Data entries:
/---
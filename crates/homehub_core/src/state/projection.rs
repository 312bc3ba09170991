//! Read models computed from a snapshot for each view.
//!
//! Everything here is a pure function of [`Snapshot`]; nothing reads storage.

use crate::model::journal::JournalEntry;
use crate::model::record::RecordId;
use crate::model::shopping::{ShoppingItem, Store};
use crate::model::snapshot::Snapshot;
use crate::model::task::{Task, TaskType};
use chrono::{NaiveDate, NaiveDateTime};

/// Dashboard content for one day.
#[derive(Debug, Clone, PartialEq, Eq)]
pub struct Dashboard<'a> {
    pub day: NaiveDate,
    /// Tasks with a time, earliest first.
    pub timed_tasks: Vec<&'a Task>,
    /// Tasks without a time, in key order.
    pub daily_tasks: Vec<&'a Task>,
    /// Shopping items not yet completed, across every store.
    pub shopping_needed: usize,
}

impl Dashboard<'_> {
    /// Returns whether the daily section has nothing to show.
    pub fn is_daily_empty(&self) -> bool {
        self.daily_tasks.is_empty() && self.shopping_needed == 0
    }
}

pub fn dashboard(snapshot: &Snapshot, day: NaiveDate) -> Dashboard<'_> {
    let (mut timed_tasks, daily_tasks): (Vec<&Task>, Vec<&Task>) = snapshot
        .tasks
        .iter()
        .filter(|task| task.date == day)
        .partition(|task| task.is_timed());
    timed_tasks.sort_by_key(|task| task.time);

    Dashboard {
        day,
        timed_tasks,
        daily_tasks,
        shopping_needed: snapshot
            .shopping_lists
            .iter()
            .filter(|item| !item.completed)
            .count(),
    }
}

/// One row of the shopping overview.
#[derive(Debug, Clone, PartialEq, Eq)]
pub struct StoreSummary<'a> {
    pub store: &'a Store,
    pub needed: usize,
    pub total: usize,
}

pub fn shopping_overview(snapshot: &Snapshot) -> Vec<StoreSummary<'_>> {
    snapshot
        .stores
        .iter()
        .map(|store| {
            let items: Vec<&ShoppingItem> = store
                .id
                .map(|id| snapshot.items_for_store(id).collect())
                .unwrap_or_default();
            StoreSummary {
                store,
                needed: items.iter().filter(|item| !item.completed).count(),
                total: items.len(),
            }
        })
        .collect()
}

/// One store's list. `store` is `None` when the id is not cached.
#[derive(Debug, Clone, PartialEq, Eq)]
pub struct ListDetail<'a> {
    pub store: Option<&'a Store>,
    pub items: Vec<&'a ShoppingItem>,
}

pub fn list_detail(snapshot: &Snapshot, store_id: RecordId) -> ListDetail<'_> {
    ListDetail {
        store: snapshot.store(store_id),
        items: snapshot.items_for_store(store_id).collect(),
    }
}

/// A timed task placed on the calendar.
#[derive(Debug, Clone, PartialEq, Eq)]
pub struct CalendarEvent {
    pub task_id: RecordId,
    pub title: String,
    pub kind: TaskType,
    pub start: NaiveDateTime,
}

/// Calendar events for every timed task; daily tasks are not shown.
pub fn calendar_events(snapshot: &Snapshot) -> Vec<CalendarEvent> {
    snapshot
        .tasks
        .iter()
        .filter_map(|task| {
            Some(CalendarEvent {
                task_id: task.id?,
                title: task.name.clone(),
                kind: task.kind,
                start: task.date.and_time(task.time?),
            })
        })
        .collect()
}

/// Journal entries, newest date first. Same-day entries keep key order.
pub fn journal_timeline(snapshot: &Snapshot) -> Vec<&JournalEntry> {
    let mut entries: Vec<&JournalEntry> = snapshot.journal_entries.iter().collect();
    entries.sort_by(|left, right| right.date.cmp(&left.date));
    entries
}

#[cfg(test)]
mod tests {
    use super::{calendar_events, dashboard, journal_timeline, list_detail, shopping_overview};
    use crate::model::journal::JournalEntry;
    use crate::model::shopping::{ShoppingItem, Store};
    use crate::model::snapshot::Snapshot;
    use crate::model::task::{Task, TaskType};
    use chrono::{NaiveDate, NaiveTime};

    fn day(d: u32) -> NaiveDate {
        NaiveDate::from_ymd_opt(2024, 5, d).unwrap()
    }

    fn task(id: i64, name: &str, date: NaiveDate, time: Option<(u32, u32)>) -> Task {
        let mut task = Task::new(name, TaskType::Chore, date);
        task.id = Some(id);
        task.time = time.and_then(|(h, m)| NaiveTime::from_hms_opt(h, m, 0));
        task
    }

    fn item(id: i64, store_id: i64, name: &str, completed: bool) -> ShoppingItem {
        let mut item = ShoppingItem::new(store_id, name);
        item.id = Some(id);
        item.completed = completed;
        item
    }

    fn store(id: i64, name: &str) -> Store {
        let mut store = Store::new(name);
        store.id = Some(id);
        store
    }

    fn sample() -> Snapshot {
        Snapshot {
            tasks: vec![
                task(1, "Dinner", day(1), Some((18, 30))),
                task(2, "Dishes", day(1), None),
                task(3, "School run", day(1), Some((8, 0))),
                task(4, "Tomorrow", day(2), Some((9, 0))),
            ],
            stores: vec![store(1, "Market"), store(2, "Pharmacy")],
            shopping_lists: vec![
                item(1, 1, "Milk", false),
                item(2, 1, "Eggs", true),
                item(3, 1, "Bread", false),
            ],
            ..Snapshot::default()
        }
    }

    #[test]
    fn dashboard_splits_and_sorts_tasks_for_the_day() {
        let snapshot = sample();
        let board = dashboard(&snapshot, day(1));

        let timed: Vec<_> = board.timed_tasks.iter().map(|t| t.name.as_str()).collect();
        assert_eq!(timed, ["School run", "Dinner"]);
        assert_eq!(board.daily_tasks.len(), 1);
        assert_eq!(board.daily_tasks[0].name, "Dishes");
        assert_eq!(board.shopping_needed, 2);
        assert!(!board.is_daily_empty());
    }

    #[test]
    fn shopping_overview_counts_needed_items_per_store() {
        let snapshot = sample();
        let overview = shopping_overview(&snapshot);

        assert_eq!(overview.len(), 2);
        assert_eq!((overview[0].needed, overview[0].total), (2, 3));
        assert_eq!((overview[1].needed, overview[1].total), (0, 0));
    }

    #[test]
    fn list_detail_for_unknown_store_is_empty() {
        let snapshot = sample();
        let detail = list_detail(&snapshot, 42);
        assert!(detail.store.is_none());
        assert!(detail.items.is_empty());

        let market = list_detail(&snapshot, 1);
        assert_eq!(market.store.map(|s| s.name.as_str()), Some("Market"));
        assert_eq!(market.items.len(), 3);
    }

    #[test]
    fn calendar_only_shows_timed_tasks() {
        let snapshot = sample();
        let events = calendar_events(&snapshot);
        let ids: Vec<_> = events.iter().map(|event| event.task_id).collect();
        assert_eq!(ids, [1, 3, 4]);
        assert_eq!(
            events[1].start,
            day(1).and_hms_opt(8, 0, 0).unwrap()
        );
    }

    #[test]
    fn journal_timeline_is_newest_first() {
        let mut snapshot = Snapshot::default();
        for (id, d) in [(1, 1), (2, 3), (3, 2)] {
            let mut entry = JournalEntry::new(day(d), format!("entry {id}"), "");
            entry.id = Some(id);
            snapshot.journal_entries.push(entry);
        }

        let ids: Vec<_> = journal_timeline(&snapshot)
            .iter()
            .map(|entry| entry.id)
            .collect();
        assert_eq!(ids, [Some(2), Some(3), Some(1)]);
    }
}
\---
*WORK TO BE COMPLETED*. Pull out every line of the records above that contains the word "RecordId".

*FINISHED EXERCISE*.
use crate::model::record::RecordId;
pub fn list_detail(snapshot: &Snapshot, store_id: RecordId) -> ListDetail<'_> {
    pub task_id: RecordId,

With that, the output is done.